# Assigned task
Below are the records. Retype exactly the lines between the lines holding "use thiserror::Error;" and "let (status, code, message)", inclusive.

# Dataset entries
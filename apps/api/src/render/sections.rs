//! Per-section markup. Every function appends to `out` and escapes each
//! leaf value as it is written; no function ever escapes markup it built.

use crate::escape::{display_url, escape_attr, escape_into, safe_href};
use crate::model::{Contact, Education, Experience, Project, SkillGroup};

// ────────────────────────────────────────────────────────────────────────────
// Primary region
// ────────────────────────────────────────────────────────────────────────────

/// Name, subtitle and optional multi-line summary.
pub(super) fn header(out: &mut String, name: &str, subtitle: &str, summary: Option<&str>) {
    out.push_str("<header id=\"title\">\n<h1>");
    escape_into(out, name);
    out.push_str("</h1>\n<span class=\"subtitle\">");
    escape_into(out, subtitle);
    out.push_str("</span>\n");
    if let Some(summary) = summary.filter(|s| !s.trim().is_empty()) {
        out.push_str("<p class=\"summary\">");
        summary_lines(out, summary);
        out.push_str("</p>\n");
    }
    out.push_str("</header>\n");
}

/// Splits on author line breaks, escapes each segment on its own and joins
/// the segments with `<br>`.
pub(super) fn summary_lines(out: &mut String, summary: &str) {
    let normalized = summary.replace("\r\n", "\n").replace('\r', "\n");
    for (i, segment) in normalized.split('\n').enumerate() {
        if i > 0 {
            out.push_str("<br>");
        }
        escape_into(out, segment);
    }
}

/// Opens a `main-block`; `concise` is the tighter education styling.
pub(super) fn open_block(out: &mut String, id: &str, heading: &str, concise: bool) {
    out.push_str("<section class=\"main-block");
    if concise {
        out.push_str(" concise");
    }
    out.push_str("\" id=\"");
    out.push_str(id);
    out.push_str("\">\n<h2>");
    out.push_str(heading);
    out.push_str("</h2>\n");
}

pub(super) fn close_block(out: &mut String) {
    out.push_str("</section>\n");
}

/// Timeline entry for a job.
pub(super) fn experience(out: &mut String, exp: &Experience) {
    timeline(
        out,
        TimelineFields {
            title: &exp.title,
            place: &exp.company,
            location: &exp.location,
            start: &exp.start_date,
            end: &exp.end_date,
            bullets: &exp.bullets,
        },
    );
}

/// Timeline entry for a project. Projects have no location.
pub(super) fn project(out: &mut String, proj: &Project) {
    timeline(
        out,
        TimelineFields {
            title: &proj.title,
            place: &proj.subtitle,
            location: "",
            start: &proj.start_date,
            end: &proj.end_date,
            bullets: &proj.bullets,
        },
    );
}

/// Simple entry for a degree: dates and header like a timeline entry, but a
/// free-text notes block instead of a bullet list.
pub(super) fn education(out: &mut String, edu: &Education) {
    out.push_str("<section class=\"blocks\">\n");
    dates(out, &edu.start_date, &edu.end_date);
    out.push_str("<div class=\"decorator\"></div>\n<div class=\"details\">\n");
    details_header(out, &edu.degree, &edu.school, &edu.location);
    if !edu.notes.trim().is_empty() {
        out.push_str("<div class=\"notes\">");
        escape_into(out, &edu.notes);
        out.push_str("</div>\n");
    }
    out.push_str("</div>\n</section>\n");
}

struct TimelineFields<'a> {
    title: &'a str,
    place: &'a str,
    location: &'a str,
    start: &'a str,
    end: &'a str,
    bullets: &'a [String],
}

/// An empty bullet sequence still yields an empty `<ul>` so every timeline
/// row keeps the same structure.
fn timeline(out: &mut String, fields: TimelineFields<'_>) {
    out.push_str("<section class=\"blocks\">\n");
    dates(out, fields.start, fields.end);
    out.push_str("<div class=\"decorator\"></div>\n<div class=\"details\">\n");
    details_header(out, fields.title, fields.place, fields.location);
    out.push_str("<div><ul>");
    for bullet in fields.bullets {
        out.push_str("<li>");
        escape_into(out, bullet);
        out.push_str("</li>");
    }
    out.push_str("</ul></div>\n</div>\n</section>\n");
}

/// End date on top, start date below.
fn dates(out: &mut String, start: &str, end: &str) {
    out.push_str("<div class=\"date\"><span>");
    escape_into(out, end);
    out.push_str("</span><span>");
    escape_into(out, start);
    out.push_str("</span></div>\n");
}

fn details_header(out: &mut String, title: &str, place: &str, location: &str) {
    out.push_str("<header><h3>");
    escape_into(out, title);
    out.push_str("</h3><span class=\"place\">");
    escape_into(out, place);
    out.push_str("</span>");
    if !location.trim().is_empty() {
        out.push_str("<span class=\"location\">");
        escape_into(out, location);
        out.push_str("</span>");
    }
    out.push_str("</header>\n");
}

// ────────────────────────────────────────────────────────────────────────────
// Sidebar
// ────────────────────────────────────────────────────────────────────────────

/// Contact block. Caller checks `Contact::is_empty` first.
pub(super) fn contact(out: &mut String, contact: &Contact) {
    out.push_str("<div class=\"side-block\" id=\"contact\">\n<h1>Contact Info</h1>\n<ul>\n");

    if let Some(website) = non_blank(contact.website.as_deref()) {
        out.push_str("<li class=\"website\">");
        match safe_href(website) {
            Some(href) => {
                out.push_str("<a href=\"");
                out.push_str(&href);
                out.push_str("\">");
                escape_into(out, display_url(website));
                out.push_str("</a>");
            }
            None => escape_into(out, display_url(website)),
        }
        out.push_str("</li>\n");
    }

    if let Some(email) = non_blank(contact.email.as_deref()) {
        out.push_str("<li class=\"email\"><a href=\"mailto:");
        out.push_str(&escape_attr(email.trim()));
        out.push_str("\">");
        escape_into(out, email);
        out.push_str("</a></li>\n");
    }

    if let Some(phone) = non_blank(contact.phone.as_deref()) {
        out.push_str("<li class=\"phone\">");
        escape_into(out, phone);
        out.push_str("</li>\n");
    }

    out.push_str("</ul>\n</div>\n");
}

/// Simple entry for a skills line: bold category, then the skills text.
pub(super) fn skill_group(out: &mut String, group: &SkillGroup) {
    out.push_str("<ul>");
    if !group.category.trim().is_empty() {
        out.push_str("<li><strong>");
        escape_into(out, &group.category);
        out.push_str(":</strong></li>");
    }
    out.push_str("<li>");
    escape_into(out, &group.skills);
    out.push_str("</li></ul>\n");
}

pub(super) fn achievements(out: &mut String, items: &[String]) {
    out.push_str("<div class=\"side-block\" id=\"achievements\">\n<h1>Achievements</h1>\n<ul>\n");
    for item in items {
        out.push_str("<li>");
        escape_into(out, item);
        out.push_str("</li>\n");
    }
    out.push_str("</ul>\n</div>\n");
}

fn non_blank(value: Option<&str>) -> Option<&str> {
    value.filter(|v| !v.trim().is_empty())
}
use axum::{
    http::StatusCode,
    response::{IntoResponse, Response},
    Json,
};
use resume_builder::ResumeError;
use serde_json::json;
use thiserror::Error;

/// Application-level error type.
/// Implements `IntoResponse` so Axum handlers can return `Result<T, AppError>`.
#[derive(Debug, Error)]
pub enum AppError {
    #[error("Not found: {0}")]
    NotFound(String),

    #[error("Validation error: {0}")]
    Validation(String),

    #[error(transparent)]
    Resume(#[from] ResumeError),

    #[error("Internal server error: {0}")]
    Internal(#[from] anyhow::Error),
}

impl AppError {
    pub fn session_not_found(id: impl std::fmt::Display) -> Self {
        AppError::NotFound(format!("No editing session with id {id}"))
    }
}

impl IntoResponse for AppError {
    fn into_response(self) -> Response {
        let (status, code, message) = match &self {
            AppError::NotFound(msg) => (StatusCode::NOT_FOUND, "NOT_FOUND", msg.clone()),
            AppError::Validation(msg) => (StatusCode::BAD_REQUEST, "VALIDATION_ERROR", msg.clone()),
            AppError::Resume(e @ ResumeError::Parse(_)) => {
                (StatusCode::BAD_REQUEST, "PARSE_ERROR", e.to_string())
            }
            AppError::Resume(e @ ResumeError::Structure(_)) => (
                StatusCode::UNPROCESSABLE_ENTITY,
                "STRUCTURE_ERROR",
                e.to_string(),
            ),
            AppError::Resume(e @ ResumeError::Index { .. }) => {
                (StatusCode::BAD_REQUEST, "INDEX_OUT_OF_RANGE", e.to_string())
            }
            AppError::Internal(e) => {
                tracing::error!("Internal error: {e:?}");
                (
                    StatusCode::INTERNAL_SERVER_ERROR,
                    "INTERNAL_ERROR",
                    "An internal server error occurred".to_string(),
                )
            }
        };

        let body = Json(json!({
            "error": {
                "code": code,
                "message": message
            }
        }));

        (status, body).into_response()
    }
}
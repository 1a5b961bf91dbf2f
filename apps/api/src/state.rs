use std::sync::Arc;
use std::time::Duration;

use crate::config::Config;
use crate::sessions::SessionStore;

/// Shared application state injected into all route handlers via Axum extractors.
#[derive(Clone)]
pub struct AppState {
    pub config: Config,
    /// Live editing sessions, one owned `Resume` each.
    pub sessions: Arc<SessionStore>,
}

impl AppState {
    pub fn new(config: Config) -> Self {
        let sessions = Arc::new(SessionStore::new(
            config.max_sessions,
            Duration::from_secs(config.session_idle_secs),
        ));
        AppState { config, sessions }
    }
}
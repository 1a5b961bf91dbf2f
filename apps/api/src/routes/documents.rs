//! Stateless document endpoints. Every request body is the persisted form of a
//! resume; nothing is kept between calls.

use axum::{response::Response, Json};
use bytes::Bytes;
use resume_builder::validation::{check_resume, FieldReport};
use resume_builder::{preview, read, render, serializer, PreviewSummary, Resume};
use serde::Serialize;
use tracing::debug;

use super::attachment;
use crate::errors::AppError;

#[derive(Serialize)]
pub struct PreviewResponse {
    pub html: String,
    pub summary: String,
    pub overview: PreviewSummary,
    pub field_report: FieldReport,
}

#[derive(Serialize)]
pub struct LoadResponse {
    pub data: Resume,
}

/// POST /api/v1/preview
pub async fn handle_preview(body: Bytes) -> Result<Json<PreviewResponse>, AppError> {
    let resume = read(&body)?;
    let overview = preview(&resume);
    let field_report = check_resume(&resume);
    debug!(
        issues = field_report.issues.len(),
        entries = overview.total_entries,
        "preview requested"
    );

    Ok(Json(PreviewResponse {
        html: render(&resume),
        summary: overview.to_string(),
        overview,
        field_report,
    }))
}

/// POST /api/v1/export
pub async fn handle_export(body: Bytes) -> Result<Response, AppError> {
    let resume = read(&body)?;
    attachment("text/html; charset=utf-8", "resume.html", render(&resume))
}

/// POST /api/v1/save
/// Re-emits the document in canonical persisted form.
pub async fn handle_save(body: Bytes) -> Result<Response, AppError> {
    let resume = read(&body)?;
    attachment("application/json", "resume_data.json", serializer::write(&resume))
}

/// POST /api/v1/load
pub async fn handle_load(body: Bytes) -> Result<Json<LoadResponse>, AppError> {
    let data = read(&body)?;
    Ok(Json(LoadResponse { data }))
}
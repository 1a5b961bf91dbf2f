pub mod documents;
pub mod health;
pub mod sessions;

use axum::{
    body::Body,
    extract::DefaultBodyLimit,
    http::{header, StatusCode},
    response::Response,
    routing::{delete, get, patch, post, put},
    Router,
};

use crate::errors::AppError;
use crate::state::AppState;

pub fn build_router(state: AppState) -> Router {
    let body_limit = DefaultBodyLimit::max(state.config.max_body_bytes);

    Router::new()
        .route("/health", get(health::health_handler))
        // Stateless document API
        .route("/api/v1/preview", post(documents::handle_preview))
        .route("/api/v1/export", post(documents::handle_export))
        .route("/api/v1/save", post(documents::handle_save))
        .route("/api/v1/load", post(documents::handle_load))
        // Editing sessions
        .route("/api/v1/sessions", post(sessions::handle_create))
        .route(
            "/api/v1/sessions/:id",
            get(sessions::handle_get).delete(sessions::handle_delete),
        )
        .route("/api/v1/sessions/:id/fields", patch(sessions::handle_patch_fields))
        .route("/api/v1/sessions/:id/entries", post(sessions::handle_add_entry))
        .route(
            "/api/v1/sessions/:id/entries/:section/:index",
            delete(sessions::handle_remove_entry),
        )
        .route(
            "/api/v1/sessions/:id/document",
            put(sessions::handle_put_document).get(sessions::handle_get_document),
        )
        .route("/api/v1/sessions/:id/render", get(sessions::handle_render))
        .route("/api/v1/sessions/:id/summary", get(sessions::handle_summary))
        .layer(body_limit)
        .with_state(state)
}

/// A download response with `Content-Disposition: attachment`.
pub(crate) fn attachment(
    content_type: &str,
    filename: &str,
    body: impl Into<Body>,
) -> Result<Response, AppError> {
    Response::builder()
        .status(StatusCode::OK)
        .header(header::CONTENT_TYPE, content_type)
        .header(
            header::CONTENT_DISPOSITION,
            format!("attachment; filename=\"{filename}\""),
        )
        .body(body.into())
        .map_err(|e| AppError::Internal(e.into()))
}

# Expected answer
use thiserror::Error;

/// Application-level error type.
/// Implements `IntoResponse` so Axum handlers can return `Result<T, AppError>`.
#[derive(Debug, Error)]
pub enum AppError {
    #[error("Not found: {0}")]
    NotFound(String),

    #[error("Validation error: {0}")]
    Validation(String),

    #[error(transparent)]
    Resume(#[from] ResumeError),

    #[error("Internal server error: {0}")]
    Internal(#[from] anyhow::Error),
}

impl AppError {
    pub fn session_not_found(id: impl std::fmt::Display) -> Self {
        AppError::NotFound(format!("No editing session with id {id}"))
    }
}

impl IntoResponse for AppError {
    fn into_response(self) -> Response {
        let (status, code, message) = match &self {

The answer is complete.